The US hides Native American genocide under the innocent sounding title “Superfund.”
“Superfund” may sound like the next GoFundMe type of website, but the term actually describes the federal government’s intentionally failed attempts at cleaning up toxic pollutants in the United States. The EPA calls them Superfund sites. More like Super Polluted sites.
The EPA’s website describes Superfund as a positive and effective platform from which to respond to the environmental and human crisis. Trouble is, Native American people and lands have been neglected for years, and the consequences are tantamount to genocide.
Toxic waste sites called Superfund sites number above 1,300, and 25% of these sites are on Native American land. That’s right – the Environmental Protection Agency has deemed more than 1,300 sites on US soil to be so polluted that an entire department is needed to address their cleanup. This department has failed.
The US government formally recognized the problem of these toxic waste sites in our country in 1980, when the Superfund law was passed with the official name of Comprehensive Environmental Response, Compensation and Liability Act (CERCLA). Since 1980, Native American lands have been on the EPA’s back burner.
What makes these Superfund sites so polluted? The answer depends on where you go and who you ask. From New York to Washington, the EPA has left a trail of toxins.

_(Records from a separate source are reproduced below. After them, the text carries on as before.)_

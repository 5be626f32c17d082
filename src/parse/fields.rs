//! Ordered field-matching rules for detail-page table rows
//!
//! Every two-cell table row on a detail page becomes a (label, value) pair.
//! The lower-cased label is matched against this table top-to-bottom and the
//! first rule whose keyword appears in the label wins. Ordering therefore
//! matters: "importe del depósito" must precede the bare "depósito", and
//! "tipo de subasta" must precede "valor subasta"-style rules so an
//! ambiguous label lands on the specific field. New fields are additive -
//! append a rule, nothing else changes.

use crate::model::Auction;
use crate::parse::{parse_date, parse_decimal};

/// One label-matching rule: any keyword hit assigns the value to a field
pub struct FieldRule {
    /// Lower-case substrings that select this rule
    pub keywords: &'static [&'static str],
    /// Writes the (cleaned) cell value into the record
    pub apply: fn(&mut Auction, &str),
}

/// The rule table, evaluated top-to-bottom, first match wins
pub static FIELD_RULES: &[FieldRule] = &[
    FieldRule {
        keywords: &["descripción"],
        apply: |a, v| a.description = v.to_string(),
    },
    FieldRule {
        keywords: &["tipo de bien"],
        apply: |a, v| a.asset_type = v.to_string(),
    },
    FieldRule {
        keywords: &["tipo de subasta"],
        apply: |a, v| a.auction_type = v.to_string(),
    },
    FieldRule {
        keywords: &["estado"],
        apply: |a, v| a.status = v.to_string(),
    },
    FieldRule {
        keywords: &["lote"],
        apply: |a, v| a.lot_description = v.to_string(),
    },
    FieldRule {
        keywords: &["provincia"],
        apply: |a, v| a.province = v.to_string(),
    },
    FieldRule {
        keywords: &["localidad"],
        apply: |a, v| a.locality = v.to_string(),
    },
    FieldRule {
        keywords: &["dirección"],
        apply: |a, v| a.address = v.to_string(),
    },
    FieldRule {
        keywords: &["referencia catastral"],
        apply: |a, v| a.cadastral_reference = Some(v.to_string()),
    },
    FieldRule {
        keywords: &["marca"],
        apply: |a, v| a.vehicle_brand = Some(v.to_string()),
    },
    FieldRule {
        keywords: &["modelo"],
        apply: |a, v| a.vehicle_model = Some(v.to_string()),
    },
    FieldRule {
        keywords: &["matrícula"],
        apply: |a, v| a.vehicle_plate = Some(v.to_string()),
    },
    FieldRule {
        keywords: &["cantidad reclamada"],
        apply: |a, v| a.claimed_amount = parse_decimal(v),
    },
    FieldRule {
        keywords: &["valor de tasación", "valor tasación"],
        apply: |a, v| a.appraisal_value = parse_decimal(v),
    },
    FieldRule {
        keywords: &["valor subasta", "valor de subasta"],
        apply: |a, v| a.auction_value = parse_decimal(v),
    },
    FieldRule {
        keywords: &["tramo"],
        apply: |a, v| a.bid_increment = parse_decimal(v),
    },
    FieldRule {
        keywords: &["puja mínima"],
        apply: |a, v| a.min_bid = parse_decimal(v),
    },
    FieldRule {
        keywords: &["puja máxima"],
        apply: |a, v| a.max_bid = parse_decimal(v),
    },
    FieldRule {
        keywords: &["importe del depósito", "depósito"],
        apply: |a, v| a.deposit_amount = parse_decimal(v),
    },
    FieldRule {
        keywords: &["acreedor", "autoridad"],
        apply: |a, v| a.creditor_name = v.to_string(),
    },
    FieldRule {
        keywords: &["fecha de inicio", "apertura"],
        apply: |a, v| a.start_date = parse_date(v),
    },
    FieldRule {
        keywords: &["fecha de conclusión", "cierre"],
        apply: |a, v| a.end_date = parse_date(v),
    },
];

/// Matches a row label against the rule table and applies the first hit
///
/// The label is lower-cased before matching. Returns true if some rule
/// consumed the value; unmatched labels are simply ignored.
pub fn apply_field_rules(auction: &mut Auction, label: &str, value: &str) -> bool {
    let label = label.to_lowercase();
    for rule in FIELD_RULES {
        if rule.keywords.iter().any(|k| label.contains(k)) {
            (rule.apply)(auction, value);
            return true;
        }
    }
    false
}

#[cfg(test)]
mod tests {
    use super::*;

    fn apply(label: &str, value: &str) -> Auction {
        let mut auction = Auction::default();
        apply_field_rules(&mut auction, label, value);
        auction
    }

    #[test]
    fn test_text_fields() {
        assert_eq!(apply("Provincia", "Madrid").province, "Madrid");
        assert_eq!(apply("Localidad", "Getafe").locality, "Getafe");
        assert_eq!(
            apply("Dirección", "Calle Mayor 1").address,
            "Calle Mayor 1"
        );
        assert_eq!(
            apply("Descripción", "Piso de 80 m2").description,
            "Piso de 80 m2"
        );
    }

    #[test]
    fn test_label_matching_is_case_insensitive() {
        assert_eq!(apply("PROVINCIA", "Sevilla").province, "Sevilla");
        assert_eq!(apply("Estado", "Celebrándose").status, "Celebrándose");
    }

    #[test]
    fn test_monetary_fields_parse_decimals() {
        assert_eq!(
            apply("Valor de tasación", "250.000 €").appraisal_value,
            250000.0
        );
        assert_eq!(apply("Valor subasta", "187.500,00").auction_value, 187500.0);
        assert_eq!(apply("Puja mínima", "-").min_bid, 0.0);
    }

    #[test]
    fn test_specific_keyword_wins_over_generic() {
        // "importe del depósito" and the bare "depósito" share one rule, but
        // "tipo de subasta" must not be swallowed by the auction-value rule.
        let a = apply("Tipo de subasta", "Judicial");
        assert_eq!(a.auction_type, "Judicial");
        assert_eq!(a.auction_value, 0.0);

        let b = apply("Importe del depósito", "5.000 €");
        assert_eq!(b.deposit_amount, 5000.0);
    }

    #[test]
    fn test_date_fields() {
        assert_eq!(
            apply("Fecha de inicio", "15/09/2025").start_date,
            chrono::NaiveDate::from_ymd_opt(2025, 9, 15)
        );
        assert_eq!(apply("Fecha de conclusión", "n/a").end_date, None);
    }

    #[test]
    fn test_creditor_from_either_keyword() {
        assert_eq!(apply("Acreedor", "Banco X").creditor_name, "Banco X");
        assert_eq!(
            apply("Autoridad gestora", "AEAT Madrid").creditor_name,
            "AEAT Madrid"
        );
    }

    #[test]
    fn test_unknown_label_is_ignored() {
        let mut auction = Auction::default();
        let matched = apply_field_rules(&mut auction, "Observaciones", "algo");
        assert!(!matched);
        assert_eq!(auction.description, "");
    }
}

Health effects of Superfund sites are real and extremely dangerous. One example is PCB contamination. According to a report, “The bodies of young Akwesasne Mohawk adults [a New York area tribe] contain twice the levels of PCBs as the national average, compared to those studied by the CDC. Researchers have already established that PCBs have altered thyroid gland function in the Akwesasne community. Prior studies found lower testosterone levels and established links to autoimmune disorders.”
Lawrence Schell, a professor at the State University of New York says of PCB’s, “Endocrine disruption seems to be the effect which is most far reaching because other effects on the reproductive system may be well tied into that.”
What’s the bottom line for Native Americans? PCB exposure has a high potential to cause reproductive dysfunction. If Natives can’t have healthy children, their communities will become extinct. The EPA has a responsibility to finish the job they started, and ensure Native communities are safe, just like all American communities.
In Washington, the culprit is a uranium mine, known to cause radiation. In New Mexico, an abandoned uranium mine is believed to cause lung cancer. As far as Alaska, Superfund sites have been a source of ill health for over 30 years.
Taking 30 years to only partially clean up this country is a terrible track record and a sign that our legal system needs a serious overhaul. Most of the laws regulating environmental protection are outdated and not even based on up-to-date science.
If you supported the fight against the DAPL pipeline, you should also be supporting major top-down changes in the EPA.